Material for this task:
==========
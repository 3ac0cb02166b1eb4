use crate::config::configurator::{configure, Section};
use crate::config::descriptors::{custom_api_descriptor, jira_descriptor};
use crate::config::tree::EnvTree;
use crate::error::{AppError, Result};
use crate::models::KeyRule;
use std::str::FromStr;
use strum::{Display, EnumString};
use tracing::info;

/// Variables taken into account when building settings
pub const VARIABLE_PATTERN: &str = "^(CHYLE|EXPANDERS)_";

/// Separator between path segments of a variable
pub const VARIABLE_SEPARATOR: &str = "_";

/// Known children of `EXPANDERS`
#[derive(Debug, Clone, Copy, PartialEq, Eq, Display, EnumString)]
#[strum(serialize_all = "UPPERCASE")]
pub enum ExpanderKind {
    Jira,
}

#[derive(Debug, Clone, PartialEq)]
pub struct JiraSettings {
    pub username: String,
    pub password: String,
    pub url: String,
    pub record_key: String,
    pub keys: Vec<KeyRule>,
}

impl JiraSettings {
    fn from_section(section: Section) -> Result<Self> {
        Ok(Self {
            username: section.value("username")?.to_string(),
            password: section.value("password")?.to_string(),
            url: section.value("url")?.to_string(),
            record_key: section.value("record_key")?.to_string(),
            keys: section.keys,
        })
    }
}

#[derive(Debug, Clone, PartialEq)]
pub struct CustomApiSettings {
    pub url_template: String,
    pub token: String,
    pub record_key: String,
    pub keys: Vec<KeyRule>,
}

impl CustomApiSettings {
    fn from_section(section: Section) -> Result<Self> {
        Ok(Self {
            url_template: section.value("url")?.to_string(),
            token: section.value("token")?.to_string(),
            record_key: section.value("record_key")?.to_string(),
            keys: section.keys,
        })
    }
}

/// Validated integration settings, built once per run
#[derive(Debug, Clone, Default, PartialEq)]
pub struct Settings {
    pub jira: Option<JiraSettings>,
    pub custom_api: Option<CustomApiSettings>,
}

impl Settings {
    /// Build settings from the process environment
    pub fn from_env() -> Result<Self> {
        let tree = EnvTree::from_env(VARIABLE_PATTERN, VARIABLE_SEPARATOR)?;
        Self::from_tree(&tree)
    }

    /// Build settings from a tree rooted above `EXPANDERS` and `CHYLE`
    pub fn from_tree(tree: &EnvTree) -> Result<Self> {
        let mut settings = Settings::default();

        if tree.has_subtree(&["EXPANDERS"]) {
            let expanders = tree.find_subtree(&["EXPANDERS"])?;
            for name in expanders.children_keys() {
                let kind = ExpanderKind::from_str(name).map_err(|_| {
                    AppError::Validation(format!(r#""{}" is not a valid expander structure"#, name))
                })?;

                match kind {
                    ExpanderKind::Jira => {
                        if let Some(section) = configure(tree, &jira_descriptor())? {
                            settings.jira = Some(JiraSettings::from_section(section)?);
                        }
                    }
                }
            }
        }

        if let Some(section) = configure(tree, &custom_api_descriptor())? {
            settings.custom_api = Some(CustomApiSettings::from_section(section)?);
        }

        info!(
            jira = settings.jira.is_some(),
            custom_api = settings.custom_api.is_some(),
            "Integration settings loaded"
        );

        Ok(settings)
    }

    /// Number of integrations that will run
    pub fn enabled_count(&self) -> usize {
        usize::from(self.jira.is_some()) + usize::from(self.custom_api.is_some())
    }
}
==========
Task prompt:
Reply with one number: the count of lines in the entries that include the word "strum".

Task solution:
2